Small Planet, operator przewozów lotniczych, zapewnił w oświadczeniu, że dziś skończą się kłopoty turystów i opóźnienia w odlotach samolotów. Firma świadczy usługi czołowym biurom podróży. W ostatnich dniach setki turystów miały kłopot z wylotami na wakacje i z powrotem do kraju.
Przewoźnik Small Planet przywrócił punktualność operacji w Polsce po weekendowych opóźnieniach, spowodowanych nagłymi usterkami czterech samolotów - zapewniła firma w komunikacie.
W ostatnich dniach setki turystów musiały czekać na lotniskach, byli klientami takich biur jak m.in. Itaka, Neckermann czy Rainbow. Pomimo iż Small Planet natychmiast rozpoczął poszukiwanie samolotów zastępczych, nie udało się mu ich znaleźć. Firma tłumaczy to okresem wakacyjnym i trwającymi rozgrywkami piłkarskimi Euro.
Bezpieczeństwo turystów
"Bardzo przepraszamy wszystkich naszych partnerów oraz pasażerów, którzy zostali dotknięci opóźnieniami" - napisał Jarosław Jeschke, prezes Small Planet Airlines.
Dodał, że uziemienie czterech samolotów spowodowało efekt domina i cały rozkład lotów został zmieniony, a ustabilizowanie sytuacji zajęło 4 dni.
"Bezpieczeństwo pasażerów zawsze pozostaje naszym największym priorytetem, dlatego musieliśmy opóźnić rejsy, aby były one operowane w 100 proc. sprawnymi samolotami" - podkreślił Jerschke.
Przypomniał, że na czas oczekiwania pasażerowie zostali zakwaterowani w hotelach.
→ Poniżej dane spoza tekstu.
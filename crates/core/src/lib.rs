pub mod assets;
pub mod clock;
pub mod engine;
pub mod logger;
pub mod notify;
pub mod platform;
pub mod runner;
pub mod settings;
pub mod types;
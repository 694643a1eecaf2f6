use std::fmt::Write as _;
use std::path::Path;
use std::sync::{mpsc, Mutex, OnceLock};

use anyhow::{Context, Result};
use chrono::Local;
use tracing::field::{Field, Visit};
use tracing::{Event, Level, Subscriber};
use tracing_appender::non_blocking::WorkerGuard;
use tracing_subscriber::layer::{Context as LayerContext, SubscriberExt};
use tracing_subscriber::util::SubscriberInitExt;
use tracing_subscriber::{EnvFilter, Layer};

pub const LOG_FILE: &str = "debug_log.txt";

// Color indices for TUI rendering (mapped in ui.rs)
pub const COLOR_GRAY: u8 = 1;
pub const COLOR_BLUE: u8 = 2;

static TUI_TX: OnceLock<Mutex<Option<mpsc::Sender<String>>>> = OnceLock::new();

/// Install the global subscriber: append-only file log plus the TUI channel.
/// Keep the returned guard alive for the whole program.
pub fn init(log_dir: &Path, debug: bool) -> Result<WorkerGuard> {
    std::fs::create_dir_all(log_dir)
        .with_context(|| format!("failed to create log dir {}", log_dir.display()))?;

    let (file_writer, guard) =
        tracing_appender::non_blocking(tracing_appender::rolling::never(log_dir, LOG_FILE));

    let default_level = if debug { "debug" } else { "info" };
    let filter = EnvFilter::try_from_default_env().unwrap_or_else(|_| EnvFilter::new(default_level));

    tracing_subscriber::registry()
        .with(filter)
        .with(
            tracing_subscriber::fmt::layer()
                .with_writer(file_writer)
                .with_ansi(false)
                .with_target(true),
        )
        .with(TuiLayer)
        .try_init()
        .context("logger already initialized")?;

    Ok(guard)
}

/// Wire the TUI log channel.
pub fn set_tui_sender(tx: mpsc::Sender<String>) {
    let slot = TUI_TX.get_or_init(|| Mutex::new(None));
    if let Ok(mut s) = slot.lock() {
        *s = Some(tx);
    }
}

/// Forwards events to the TUI as `level\x1fprefix\x1fcolor\x1ftimestamp\x1fmessage`.
struct TuiLayer;

impl<S: Subscriber> Layer<S> for TuiLayer {
    fn on_event(&self, event: &Event<'_>, _ctx: LayerContext<'_, S>) {
        let Some(slot) = TUI_TX.get() else { return };
        let Ok(guard) = slot.lock() else { return };
        let Some(tx) = guard.as_ref() else { return };

        let meta = event.metadata();
        let mut visitor = MessageVisitor::default();
        event.record(&mut visitor);

        let (prefix, color) = prefix_for(meta.target());
        let line = format_tui_line(meta.level(), prefix, color, &visitor.finish());
        tx.send(line).ok();
    }
}

/// Prefix and color from the emitting module: platform backends are gray, the engine blue.
fn prefix_for(target: &str) -> (&str, u8) {
    let last = target.rsplit("::").next().unwrap_or(target);
    if target.contains("::platform") {
        (last, COLOR_GRAY)
    } else if target.contains("::engine") {
        ("bot", COLOR_BLUE)
    } else if target.starts_with("autobr") {
        ("", 0)
    } else {
        (last, COLOR_GRAY)
    }
}

fn format_tui_line(level: &Level, prefix: &str, color: u8, msg: &str) -> String {
    let ts = Local::now().format("%H:%M:%S");
    let level = match *level {
        Level::ERROR => "ERROR",
        Level::WARN => "WARN",
        Level::INFO => "INFO",
        _ => "DEBUG",
    };
    format!("{}\x1f{}\x1f{}\x1f{}\x1f{}", level, prefix, color, ts, msg)
}

/// Collects the `message` field, then the rest as `key=value`.
#[derive(Default)]
struct MessageVisitor {
    message: String,
    fields: String,
}

impl MessageVisitor {
    fn finish(self) -> String {
        if self.fields.is_empty() {
            self.message
        } else {
            format!("{}{}", self.message, self.fields)
        }
    }
}

impl Visit for MessageVisitor {
    fn record_debug(&mut self, field: &Field, value: &dyn std::fmt::Debug) {
        if field.name() == "message" {
            write!(self.message, "{:?}", value).ok();
        } else {
            write!(self.fields, " {}={:?}", field.name(), value).ok();
        }
    }

    fn record_str(&mut self, field: &Field, value: &str) {
        if field.name() == "message" {
            self.message.push_str(value);
        } else {
            write!(self.fields, " {}={}", field.name(), value).ok();
        }
    }
}

#[cfg(test)]
mod tests {
    use super::*;

    #[test]
    fn tui_line_has_five_fields() {
        let line = format_tui_line(&Level::WARN, "bot", COLOR_BLUE, "hello");
        let parts: Vec<&str> = line.split('\x1f').collect();
        assert_eq!(parts.len(), 5);
        assert_eq!(parts[0], "WARN");
        assert_eq!(parts[1], "bot");
        assert_eq!(parts[2], "2");
        assert_eq!(parts[4], "hello");
    }

    #[test]
    fn engine_targets_get_bot_prefix() {
        assert_eq!(prefix_for("autobr_core::engine::combat"), ("bot", COLOR_BLUE));
        assert_eq!(prefix_for("autobr_core::platform::stub"), ("stub", COLOR_GRAY));
        assert_eq!(prefix_for("autobr_core::runner"), ("", 0));
    }
}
Jeden z samolotów został wysłany do Polski z Wilna. Firma zapewnia, że wszystkie loty są realizowane, żaden lot nie został odwołany i całkowite unormowanie rozkładu nastąpi 28 czerwca.
Small Planet dysponuje flotą 21 samolotów. Działa w Polsce, Francji, Litwie, Niemczech, Wielkiej Brytanii oraz we Włoszech.